Nurse Jen looked at me like I was a lunatic. “What the hell are you talking about? No, of course not!”
I grunted. This attack clearly wasn’t the work of a vampire, and the destruction of the electronic thermometer indicated the presence of mortal magic. The kids were required to be back in their dorms at this time, so it presumably wasn’t one of them. And if it wasn’t someone in the cafeteria, then it had to be someone in the administration building.
Doctor Fabio had been way too interested in making sure I wasn’t around. If it was Fabio behind the attacks on Irwin, then I could probably expect some interference to be arriving—
The door to the infirmary opened, and Steve and two of his fellow security guards clomped into the room.
—any time now.
“You,” Steve said, pointing a thick finger at me. “It’s after free hours. No visitors on the grounds after nine. You’re gonna have to go.”
I eased back around Nurse Jen and out of the room Irwin was in. “Um,” I said, “let me think about that.”

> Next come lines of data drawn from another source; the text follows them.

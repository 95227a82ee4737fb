use axum::{
    extract::{Query, State},
    response::Json,
};
use serde::Deserialize;

use crate::db;
use crate::error::ApiError;
use crate::models::{CreateData, DataRecord};
use crate::AppState;

// Query parameters for creating data: ?city=Hubei
#[derive(Deserialize)]
pub struct CreateDataQuery {
    city: String,
}

// Query parameters for listing data
#[derive(Deserialize)]
pub struct ListDataQuery {
    #[serde(default)]
    city: Option<String>,
    #[serde(default)]
    skip: i64,
    #[serde(default = "default_limit")]
    limit: i64,
}

fn default_limit() -> i64 {
    10
}

// POST /create_data?city=Hubei - Record a dated case count for a city
pub async fn create_data(
    State(state): State<AppState>,
    Query(params): Query<CreateDataQuery>,
    Json(payload): Json<CreateData>,
) -> Result<Json<DataRecord>, ApiError> {
    let city = db::get_city_by_name(&state.pool, &params.city)
        .await?
        .ok_or(ApiError::CityNotFound)?;

    let record = db::create_data(
        &state.pool,
        city.id,
        &payload.date.to_string(),
        payload.confirmed,
        payload.deaths,
        payload.recovered,
    )
    .await?;

    Ok(Json(record))
}

// GET /get_data?city=Hubei&skip=0&limit=10 - List data, optionally filtered by city
pub async fn get_data(
    State(state): State<AppState>,
    Query(params): Query<ListDataQuery>,
) -> Result<Json<Vec<DataRecord>>, ApiError> {
    // An empty ?city= means no filter, like the original's falsy check.
    let city = params.city.as_deref().filter(|c| !c.is_empty());
    let data = db::get_data(&state.pool, city, params.skip, params.limit).await?;
    Ok(Json(data))
}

Steve scowled. He had a very thick neck. So did his two buddies. “Second warning, sir. You are now trespassing on private property. If you do not leave immediately, the police will be summoned and you will be detained until their arrival.”
“Shouldn’t you be out making sure the boys aren’t sneaking over to the girls’ dorms and vice versa? Cause I’m thinking that’s really more your speed, Steve.”